The single line in Intel's documentation that deserves the most attention is the note in the radiation section: "TID, SEL, SEE under evaluation." TID (Total Ionizing Dose) is the cumulative amount of ionizing radiation absorbed over time, which causes threshold voltage shifts and increased leakage current. SEE (Single Event Effects) is a general term for effects caused by a single high-energy particle passing through. Some result merely in bit flips, while others—via SEL (Single Event Latchup)—cause excessive current flow that can damage the circuit.

For space-grade components, temperature range and lifetime figures alone cannot be used to assess this risk. For example, the PIC64-HPSC1000-RH publishes, alongside the same minus 55°C to 125°C temperature range as Starfire, a maximum TID of 200krad(Si) and SEL immunity up to 78MeV·cm²/mg. These figures serve as material for determining usable orbits, shielding requirements, and mission duration.

For Starfire, there is still no data on TID tolerance, the linear energy transfer threshold below which SEL does not occur, SEE cross-section, or the particles and operating conditions used in testing. It's also unclear whether radiation hardness is built into the process itself, compensated for through design-level redundancy, or predicated on system-level shielding. "Space grade survivability" represents a product goal, but at this stage does not imply completed spaceflight qualification.

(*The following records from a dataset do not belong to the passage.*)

//! Semantic graphs: model, reader, addressing and fragments.
//!
//! ```text
//! PENMAN text → lexer (logos) → parser → SemanticGraph
//!                                          ├── resolve_fragment("1.2.r") → FragmentRef
//!                                          ├── extract_entities()        → entity Fragments
//!                                          └── statistics()              → GraphStatistics
//! ```

mod address;
mod error;
mod fragment;
#[allow(clippy::module_inception)]
mod graph;
mod lexer;
mod penman;
mod statistics;

pub use address::FragmentRef;
pub use error::GraphError;
pub use fragment::{Fragment, connect_adjacent};
pub use graph::{Edge, GraphBuilder, Node, SemanticGraph};
pub use lexer::{Lexer, Token, TokenKind};
pub use penman::{parse_graph, parse_graphs};
pub use statistics::GraphStatistics;

#[cfg(test)]
mod tests;
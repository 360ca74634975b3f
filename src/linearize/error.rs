//! Error types for graph traversal.

use thiserror::Error;

use crate::base::NodeIdx;

#[derive(Debug, Clone, PartialEq, Eq, Error)]
pub enum TraversalError {
    /// A closing bracket was required but none was open.
    #[error(
        "no open bracket left to close before node {node} (depth {depth}, {missing} closure(s) missing)"
    )]
    UnbalancedClose {
        node: NodeIdx,
        depth: usize,
        missing: usize,
    },
}
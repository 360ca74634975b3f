//! Corpus runs: statistics pass, parallel linearization, output streams.

use std::fs::{self, File};
use std::io::{BufWriter, Write};

use rayon::prelude::*;
use tracing::{info, warn};

use super::config::{FailurePolicy, LinearizeConfig};
use super::corpus::Corpus;
use super::error::{PipelineError, SentenceError};
use super::report::RunReport;
use super::sentence::{ProcessedSentence, process_sentence};
use crate::base::constants::{AMR_SEQ_FILE, MAP_SEQ_FILE, TOK_SEQ_FILE};
use crate::categorize::{AmrStats, Categorizer, FrequencyCategorizer};
use crate::linearize::SentenceOutput;

/// Drives a whole corpus through the linearizer.
#[derive(Debug, Clone)]
pub struct Pipeline {
    config: LinearizeConfig,
}

impl Pipeline {
    pub fn new(config: LinearizeConfig) -> Self {
        Self { config }
    }

    pub fn config(&self) -> &LinearizeConfig {
        &self.config
    }

    /// Load the corpus, obtain statistics, and write all three streams.
    pub fn run(&self) -> Result<RunReport, PipelineError> {
        let corpus = Corpus::load(&self.config)?;
        let stats = self.statistics(&corpus)?;
        let oracle =
            FrequencyCategorizer::new(&stats).with_index_unknown(self.config.index_unknown);
        self.run_with(&corpus, &oracle)
    }

    /// Load persisted statistics, or collect and persist them.
    pub fn statistics(&self, corpus: &Corpus) -> Result<AmrStats, PipelineError> {
        let dir = self.config.stats_dir();
        let stats = if self.config.use_stats {
            AmrStats::load(dir)?
        } else {
            let stats = AmrStats::collect(corpus.graphs());
            stats.persist(dir)?;
            stats
        };
        info!(
            reentrancies = stats.num_reentrancy,
            predicates = stats.predicates.len(),
            named_entities = stats.named_entities.len(),
            "corpus statistics ready"
        );
        Ok(stats)
    }

    /// Process `corpus` with any oracle and write the output streams.
    ///
    /// Under [`FailurePolicy::Abort`] nothing is written when a sentence fails.
    pub fn run_with<C>(&self, corpus: &Corpus, oracle: &C) -> Result<RunReport, PipelineError>
    where
        C: Categorizer + ?Sized,
    {
        let thresholds = self.config.thresholds();
        let results: Vec<Result<ProcessedSentence, SentenceError>> = (0..corpus.len())
            .into_par_iter()
            .filter_map(|i| corpus.sentence(i))
            .map(|sentence| process_sentence(&sentence, oracle, thresholds))
            .collect();

        let mut report = RunReport {
            sentences: results.len(),
            ..RunReport::default()
        };
        let mut outputs = Vec::with_capacity(results.len());
        for (index, result) in results.into_iter().enumerate() {
            match result {
                Ok(processed) => {
                    report.reentrancies += processed.output.reentrancies;
                    report.self_cycles += usize::from(processed.self_cycle);
                    report.entities.add(&processed.entities);
                    outputs.push(processed.output);
                }
                Err(source) => match self.config.failure_policy {
                    FailurePolicy::Abort => {
                        return Err(PipelineError::SentenceFailed { index, source });
                    }
                    FailurePolicy::Skip => {
                        warn!(sentence = index, error = %source, "skipping sentence");
                        report.skipped += 1;
                        outputs.push(SentenceOutput::empty());
                    }
                },
            }
        }

        write_outputs(&self.config, &outputs)?;
        info!(
            sentences = report.sentences,
            skipped = report.skipped,
            self_cycles = report.self_cycles,
            reentrancies = report.reentrancies,
            single = ?report.single_ratio(),
            multiple = ?report.multiple_ratio(),
            empty = ?report.empty_ratio(),
            "linearization finished"
        );
        Ok(report)
    }
}

/// Write `amrseq`, `tokseq` and `mapseq`, one line per sentence.
pub fn write_outputs(
    config: &LinearizeConfig,
    outputs: &[SentenceOutput],
) -> Result<(), PipelineError> {
    fs::create_dir_all(&config.run_dir)?;
    let streams: [(&str, fn(&SentenceOutput) -> String); 3] = [
        (AMR_SEQ_FILE, SentenceOutput::amr_line),
        (TOK_SEQ_FILE, SentenceOutput::tok_line),
        (MAP_SEQ_FILE, SentenceOutput::map_line),
    ];
    for (name, line) in streams {
        let mut out = BufWriter::new(File::create(config.run_file(name))?);
        for output in outputs {
            writeln!(out, "{}", line(output))?;
        }
        out.flush()?;
    }
    Ok(())
}
//! Merging of per-token spans into maximal contiguous spans.

use std::hash::Hash;

use indexmap::IndexMap;
use tracing::trace;

use crate::base::TokenSpan;

/// Merge a list of spans into maximal contiguous windows.
///
/// Spans are stably sorted by end. A span starting at or before the open
/// window's end extends it; a gap closes the window. The last window is
/// always flushed. Starts are never moved backwards, so with equal ends the
/// result depends on input order.
pub fn merge_spans(spans: &[TokenSpan]) -> Vec<TokenSpan> {
    let mut sorted = spans.to_vec();
    sorted.sort_by_key(|span| span.end);

    let mut merged = Vec::new();
    let mut window: Option<TokenSpan> = None;
    for span in sorted {
        window = match window {
            None => Some(span),
            Some(open) if span.start > open.end => {
                merged.push(open);
                Some(span)
            }
            Some(open) => Some(TokenSpan::new(open.start, open.end.max(span.end))),
        };
    }
    if let Some(open) = window {
        merged.push(open);
    }
    merged
}

/// Apply [`merge_spans`] to every entry of a span map, keeping key order.
pub fn merge_span_map<K>(map: IndexMap<K, Vec<TokenSpan>>) -> IndexMap<K, Vec<TokenSpan>>
where
    K: Hash + Eq + std::fmt::Debug,
{
    map.into_iter()
        .map(|(key, spans)| {
            let merged = merge_spans(&spans);
            if merged.len() != spans.len() {
                trace!(?key, raw = spans.len(), merged = merged.len(), "merged spans");
            }
            (key, merged)
        })
        .collect()
}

NASA's HPSC is also continuing radiation, thermal, shock, and functional testing through 2026. NASA has stated that following the current round of testing, it plans to obtain spaceflight qualification and incorporate the chip into future lunar, planetary, and crewed exploration missions. Between an initial sample working and withstanding a long-duration spaceflight lie test results and design reviews. Starfire cannot skip this same sequence either.

A domestically-manufactured proposal for government customers—test data comes next

Starfire's documentation bolds "competitive pricing" and "domestic US manufacturing" side by side, along with contact information for Intel Government Technologies. With no price list or order numbers, at this stage it reads more as a proposal document aimed at finding government and defense-industry customers. In separate government-facing documentation, Intel has described bringing defense-industry companies such as Boeing and Northrop Grumman into Intel 18A's prototyping environment through RAMP-C. The ability to trace advanced logic from design through mass production domestically within the US is arguably a more concrete procurement advantage than the pricing Starfire touts.

That said, domestic manufacturing is no substitute for space reliability. What needs to be confirmed with Q3 2026 samples are figures showing pass/fail results for TID and SEL, SEE occurrence rates, and lot-to-lot variation. Fault detection and recovery mechanisms are also essential. On the AI performance side, a breakdown of the 45 TOPS and 75 TOPS figures, compute precision, and sustained temperature and power consumption will be needed. Once the target orbit and intended mission become clear, the market Starfire is aiming for can be narrowed down. The release of evaluation boards, an OS, and a development environment will be the condition for customers to begin prototyping.

The concept of bringing Intel 18A into space expands the range of options for incorporating onboard AI and chiplet designs into spacecraft. Starfire can only be properly evaluated as a product not through the next round of promotional material, but once the conditions and results of radiation testing are made public.